【設計図 No.14】つぐみの成長

攻撃を仕掛けたのは魔獣の方だった。

丸太のような太腕が、つぐみに向かって振り下ろされる。


──ガンッ!


大きな火花が散り、鈍い衝撃音が洞窟に反響する。足元の床は大きく陥没し、壁にはクモの巣状の亀裂が広がった。


「くっ……!」


つぐみは剣で受け止め、その反動で後方へ跳ね飛ばされる。体勢を立て直し、再び剣を構えた。


──あいつには負けない。絶対に。


その確信には理由がある。


目を閉じ、剣を握りしめる。意識を研ぎ澄まし、この空間だけに五感を集中させた。


微かな輝きが柄から走る。それは視覚でも聴覚でもなく、心で感じる光。

瞬きする間にも、その光は強まり、つぐみの全身を包み込む。


「……っ!」


目を開くと、世界は変わっていた。

髪は黒のポニーテールに赤い稲妻が走り、瞳は太陽のように眩しい橙色に燃えていた。


魔獣が咆哮とともに拳を振り下ろす。地を抉る軌道。確実に命を奪う一撃。

だが、つぐみは真正面から剣を突き出した。


──ドンッ!


衝撃が空間を裂く。しかし、押し負けたのは巨体の方だった。

巨躯がよろめく。つぐみはその隙を逃さず踏み込み、剣を振り抜いた。


「……倒す!」


脳裏に焼き付いた言葉と共に、剣先から烈火の幻影が迸る。

空気が燃え上がり、彼女の背からは太陽のフレアのような光が噴き上がった。


刃は炎を纏い、魔獣の装甲を紙のように焼き斬る。

そして──


「はああああっ!」


豆腐を裂くかのごとく、魔獣は頭から真っ二つに両断された。

ガガガガッ、と耳障りな機械音を立て、巨体は崩れ落ちていく。


つぐみは剣を見下ろす。光は収まり、髪も瞳も元の姿へ戻っていた。


「……私でも、倒せるんだ」


残されたのは大量の鉄塊だけだった。


「依頼品じゃないけど……まあ、いいか」


そう呟いて荷物袋に詰め込み、出口へ向かう。胸には確かな自信が宿っていた。


◇ ◇ ◇


ダンジョンを出たつぐみはスマホを確認する。

そこには未読の通知が三件。


[こころん: 急遽、16:30にギルド集合]

[ゆず: 了解]

[梓: はい]


現在時刻は15:30。
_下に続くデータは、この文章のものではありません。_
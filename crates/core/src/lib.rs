//! # `shaobing-core` - 领域内核
//!
//! 定义告警中继流水线各环节共享的实体、端口 (Trait) 与错误类型。
//! 本 crate 不包含任何 I/O 实现，具体适配器位于 `cache`、`feed`、`notify` 等 crate。

pub mod common;
pub mod config;
pub mod tls;

pub mod cache {
    pub mod error;
    pub mod port;
}

pub mod symbol {
    pub mod error;
    pub mod port;
}

pub mod alert {
    pub mod entity;
    pub mod error;
}

pub mod notify {
    pub mod error;
    pub mod port;
}

#[cfg(feature = "test-utils")]
pub mod test_utils;
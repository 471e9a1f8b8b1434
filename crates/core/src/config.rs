use crate::alert::entity::StrayLinePolicy;
use serde::{Deserialize, Serialize};

/// 全局应用配置
#[derive(Debug, Clone, Default, Serialize, Deserialize)]
#[serde(default)]
pub struct AppConfig {
    pub server: ServerConfig,
    pub resolver: ResolverConfig,
    pub pipeline: PipelineConfig,
    pub notify: NotifyConfig,
}

#[derive(Debug, Clone, Serialize, Deserialize)]
#[serde(default)]
pub struct ServerConfig {
    pub host: String,
    pub port: u16,
    /// 非空时要求 webhook 请求携带相同的 `?token=`
    pub token: Option<String>,
}

#[derive(Debug, Clone, Serialize, Deserialize)]
#[serde(default)]
pub struct ResolverConfig {
    /// 单个行情源调用的等待上限 (毫秒)
    pub timeout_ms: u64,
    /// 名称缓存条目上限，超过后整体清空
    pub cache_capacity: usize,
    /// 名称缓存有效期 (秒)，为 0 表示仅受容量约束
    pub cache_ttl_secs: u64,
    pub sina_base_url: String,
    pub tencent_base_url: String,
}

#[derive(Debug, Clone, Default, Serialize, Deserialize)]
#[serde(default)]
pub struct PipelineConfig {
    pub stray_lines: StrayLinePolicy,
}

#[derive(Debug, Clone, Serialize, Deserialize)]
#[serde(default)]
pub struct NotifyConfig {
    /// 群机器人 Webhook 地址
    pub webhook_url: Option<String>,
    pub telegram_bot_token: Option<String>,
    pub telegram_chat_id: Option<String>,
    /// 投递消息的标题
    pub subject: String,
}

impl Default for ServerConfig {
    fn default() -> Self {
        Self {
            host: "0.0.0.0".to_string(),
            port: 8080,
            token: None,
        }
    }
}

impl Default for ResolverConfig {
    fn default() -> Self {
        Self {
            timeout_ms: 2000,
            cache_capacity: 2048,
            cache_ttl_secs: 86400,
            sina_base_url: "https://hq.sinajs.cn".to_string(),
            tencent_base_url: "https://qt.gtimg.cn".to_string(),
        }
    }
}

impl Default for NotifyConfig {
    fn default() -> Self {
        Self {
            webhook_url: None,
            telegram_bot_token: None,
            telegram_chat_id: None,
            subject: "交易信号".to_string(),
        }
    }
}

impl ServerConfig {
    /// 监听地址，如 `0.0.0.0:8080`
    pub fn bind_addr(&self) -> String {
        format!("{}:{}", self.host, self.port)
    }
}

#[cfg(test)]
mod tests {
    use super::*;

    #[test]
    fn test_default_config() {
        let config = AppConfig::default();
        assert_eq!(config.server.bind_addr(), "0.0.0.0:8080");
        assert!(config.server.token.is_none());
        assert_eq!(config.resolver.timeout_ms, 2000);
        assert_eq!(config.resolver.cache_capacity, 2048);
        assert_eq!(config.pipeline.stray_lines, StrayLinePolicy::Drop);
        assert_eq!(config.notify.subject, "交易信号");
    }

    #[test]
    fn test_partial_config_falls_back_to_defaults() {
        let json = r#"{"resolver": {"timeout_ms": 1500}, "pipeline": {"stray_lines": "standalone"}}"#;
        let config: AppConfig = serde_json::from_str(json).unwrap();
        assert_eq!(config.resolver.timeout_ms, 1500);
        assert_eq!(config.resolver.sina_base_url, "https://hq.sinajs.cn");
        assert_eq!(config.pipeline.stray_lines, StrayLinePolicy::Standalone);
        assert_eq!(config.server.port, 8080);
    }
}
use async_trait::async_trait;
use dashmap::DashMap;
use shaobing_core::cache::error::CacheError;
use shaobing_core::cache::port::Cache;
use std::time::{Duration, Instant};
use tracing::debug;

/// # Summary
/// 单个缓存条目，记录写入时刻以支持过期判定。
struct Entry {
    value: Vec<u8>,
    stored_at: Instant,
}

/// # Summary
/// 基于 DashMap 的有界内存缓存实现。
///
/// # Invariants
/// - 所有操作均通过并发哈希表 `DashMap` 执行，保证多线程安全。
/// - 条目数超过 `capacity` 时整体清空，不做精确的 LRU 追踪。
/// - `ttl` 为 `None` 时条目只受容量约束；过期条目在读取时视为未命中并被移除。
pub struct MemCache {
    // 线程安全的 KV 存储容器
    storage: DashMap<String, Entry>,
    // 条目数上限
    capacity: usize,
    // 条目有效期
    ttl: Option<Duration>,
}

impl MemCache {
    /// # Summary
    /// 创建一个有界 MemCache 实例。
    ///
    /// # Arguments
    /// * `capacity`: 条目数上限，超过后整体清空。
    /// * `ttl`: 条目有效期，`None` 表示永不过期。
    pub fn new(capacity: usize, ttl: Option<Duration>) -> Self {
        Self {
            storage: DashMap::new(),
            capacity,
            ttl,
        }
    }

    fn is_expired(&self, entry: &Entry) -> bool {
        self.ttl
            .is_some_and(|ttl| entry.stored_at.elapsed() >= ttl)
    }
}

impl Default for MemCache {
    fn default() -> Self {
        Self::new(1024, None)
    }
}

#[async_trait]
impl Cache for MemCache {
    /// # Summary
    /// 写入原始字节数据。
    ///
    /// # Logic
    /// 1. 插入或覆盖条目，并刷新写入时刻。
    /// 2. 若条目数超过上限，整体清空后再保留本次写入。
    async fn set_raw(&self, key: &str, value: Vec<u8>) -> Result<(), CacheError> {
        if self.storage.len() >= self.capacity && !self.storage.contains_key(key) {
            debug!(
                "MemCache over capacity ({}), sweeping {} entries",
                self.capacity,
                self.storage.len()
            );
            self.storage.clear();
        }
        self.storage.insert(
            key.to_string(),
            Entry {
                value,
                stored_at: Instant::now(),
            },
        );
        Ok(())
    }

    /// # Summary
    /// 读取原始字节数据。
    ///
    /// # Logic
    /// 1. 检索条目并克隆其值。
    /// 2. 已过期的条目在此处移除并返回 None。
    async fn get_raw(&self, key: &str) -> Result<Option<Vec<u8>>, CacheError> {
        let hit = match self.storage.get(key) {
            Some(entry) if self.is_expired(&entry) => None,
            Some(entry) => return Ok(Some(entry.value.clone())),
            None => return Ok(None),
        };
        // 读锁已释放，可安全移除
        self.storage.remove(key);
        Ok(hit)
    }

    async fn del(&self, key: &str) -> Result<(), CacheError> {
        self.storage.remove(key);
        Ok(())
    }

    async fn len(&self) -> usize {
        self.storage.len()
    }
}
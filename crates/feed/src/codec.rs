use reqwest::{Client, Response};
use shaobing_core::symbol::error::QuoteError;
use std::time::Duration;

/// 浏览器 User-Agent，部分行情接口会拒绝默认 UA
const USER_AGENT: &str = "Mozilla/5.0 (Windows NT 10.0; Win64; x64) AppleWebKit/537.36 (KHTML, like Gecko) Chrome/120.0.0.0 Safari/537.36";

/// # Summary
/// 将行情接口返回的 GBK 字节解码为字符串。
///
/// # Logic
/// 1. 使用 GBK 解码（这些老牌行情接口不返回 UTF-8）。
/// 2. 出现无法映射的字节时视为解码失败。
pub fn decode_gbk(bytes: &[u8]) -> Result<String, QuoteError> {
    let (text, _, had_errors) = encoding_rs::GBK.decode(bytes);
    if had_errors {
        return Err(QuoteError::Decode("invalid GBK byte sequence".to_string()));
    }
    Ok(text.into_owned())
}

/// # Summary
/// 构建行情源共用的 HTTP 客户端。
///
/// # Arguments
/// * `timeout`: 客户端级别的请求超时。
/// * `referer`: 可选的 Referer 头。
pub(crate) fn build_client(timeout: Duration, referer: Option<&str>) -> Result<Client, QuoteError> {
    shaobing_core::tls::ensure_crypto_provider();
    let mut headers = reqwest::header::HeaderMap::new();
    headers.insert(
        reqwest::header::USER_AGENT,
        reqwest::header::HeaderValue::from_static(USER_AGENT),
    );
    if let Some(referer) = referer {
        let value = reqwest::header::HeaderValue::from_str(referer)
            .map_err(|e| QuoteError::Network(e.to_string()))?;
        headers.insert(reqwest::header::REFERER, value);
    }

    Client::builder()
        .timeout(timeout)
        .default_headers(headers)
        .build()
        .map_err(|e| QuoteError::Network(e.to_string()))
}

/// # Summary
/// 发送 GET 请求并以 GBK 解码响应体。
///
/// # Logic
/// 1. 网络错误映射为 `QuoteError::Network`。
/// 2. 非 2xx 映射为 `QuoteError::Status`。
/// 3. 读取完整字节后解码。
pub(crate) async fn fetch_gbk(client: &Client, url: &str) -> Result<String, QuoteError> {
    let resp: Response = client
        .get(url)
        .send()
        .await
        .map_err(|e| QuoteError::Network(e.to_string()))?;

    if !resp.status().is_success() {
        return Err(QuoteError::Status(resp.status().as_u16()));
    }

    let bytes = resp
        .bytes()
        .await
        .map_err(|e| QuoteError::Network(e.to_string()))?;
    decode_gbk(&bytes)
}

#[cfg(test)]
mod tests {
    use super::*;

    #[test]
    fn test_decode_gbk() {
        let (bytes, _, _) = encoding_rs::GBK.encode("岳阳兴长");
        assert_eq!(decode_gbk(&bytes).unwrap(), "岳阳兴长");
        assert_eq!(decode_gbk(b"plain ascii").unwrap(), "plain ascii");
    }

    #[test]
    fn test_decode_gbk_rejects_truncated_sequence() {
        let (bytes, _, _) = encoding_rs::GBK.encode("腾讯");
        let truncated = &bytes[..bytes.len() - 1];
        assert!(decode_gbk(truncated).is_err());
    }
}
use async_trait::async_trait;
use serde::{Deserialize, Serialize};
use shaobing_core::notify::error::NotifyError;
use shaobing_core::notify::port::Notifier;
use tracing::debug;

use crate::new_client;

/// # Summary
/// 群机器人 Webhook 通知器（企业微信/钉钉风格的 `text` 消息）。
///
/// # Invariants
/// * `url` 在构造时校验为 http(s) 地址。
/// * 平台返回非 2xx 或 `errcode != 0` 均视为投递失败。
pub struct WebhookNotifier {
    url: String,
    client: reqwest::Client,
}

/// 消息体 `{"msgtype":"text","text":{"content":..}}`
#[derive(Serialize)]
struct TextMessage<'a> {
    msgtype: &'static str,
    text: TextContent<'a>,
}

#[derive(Serialize)]
struct TextContent<'a> {
    content: &'a str,
}

/// 平台回执；缺省字段视为成功
#[derive(Deserialize, Default)]
struct Receipt {
    #[serde(default)]
    errcode: i64,
    #[serde(default)]
    errmsg: String,
}

impl WebhookNotifier {
    /// # Summary
    /// 创建 Webhook 通知器。
    ///
    /// # Arguments
    /// * `url` - 机器人 Webhook 完整地址（含 key/access_token）。
    ///
    /// # Returns
    /// * 地址不是 http(s) 时返回 `NotifyError::Config`。
    pub fn new(url: impl Into<String>) -> Result<Self, NotifyError> {
        let url = url.into();
        if !(url.starts_with("http://") || url.starts_with("https://")) {
            return Err(NotifyError::Config(format!("Invalid webhook url: {}", url)));
        }
        Ok(Self {
            url,
            client: new_client(),
        })
    }
}

#[async_trait]
impl Notifier for WebhookNotifier {
    /// # Summary
    /// 以 `主题\n正文` 的纯文本消息投递。
    ///
    /// # Logic
    /// 1. 组装 `text` 消息并 POST。
    /// 2. 校验 HTTP 状态。
    /// 3. 回执为 JSON 时校验 `errcode`；非 JSON 回执按成功处理。
    async fn notify(&self, subject: &str, content: &str) -> Result<(), NotifyError> {
        let text = if subject.is_empty() {
            content.to_string()
        } else {
            format!("{}\n{}", subject, content)
        };
        let payload = TextMessage {
            msgtype: "text",
            text: TextContent { content: &text },
        };

        let response = self
            .client
            .post(&self.url)
            .json(&payload)
            .send()
            .await
            .map_err(|e| NotifyError::Network(e.to_string()))?;

        let status = response.status();
        let body = response
            .text()
            .await
            .map_err(|e| NotifyError::Network(e.to_string()))?;
        if !status.is_success() {
            return Err(NotifyError::Platform(format!(
                "Webhook returned {}: {}",
                status, body
            )));
        }

        let receipt: Receipt = serde_json::from_str(&body).unwrap_or_default();
        if receipt.errcode != 0 {
            return Err(NotifyError::Platform(format!(
                "Webhook errcode {}: {}",
                receipt.errcode, receipt.errmsg
            )));
        }

        debug!("Webhook delivered {} bytes", text.len());
        Ok(())
    }
}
ここからギルドまでは片道30分。


「……マジで? ちょっと待って!」


人生で初めて「冷や汗」と「普通の汗」を同時に流しながら、ギルドへ駆け出した。


◇ ◇ ◇


ギルドはざわめきに包まれていた。

和気藹々とした雰囲気はなく、冒険者たちの瞳は皆ぎらついている。


「遅い! 五分遅刻よ!」


席に着いた瞬間、こころに叱られる。


「ごめんなさい……」


言い訳は胸の中だけにしまった。


「落ち着いてください。早く本題に移りましょう」

「そうだな。今日は何の要件だ?」


皆の視線を集め、こころは一枚の紙を取り出した。


──《冒険者求む!溢れる魔獣の一斉討伐!》


緊急依頼書。街を守るため、冒険者が総出で臨む大規模討伐戦。


こころは紙を高々と掲げ、笑みを浮かべた。


「――私たちパーティの初陣、これにしましょう!」


その言葉に、つぐみは思わず手を伸ばし、彼女の手に重ねる。

ゆずりは、梓も続く。


四人の手が重なり合った瞬間、心臓が熱く脈打った。


つぐみは悟る。

これが、本当の「冒険の始まり」だと。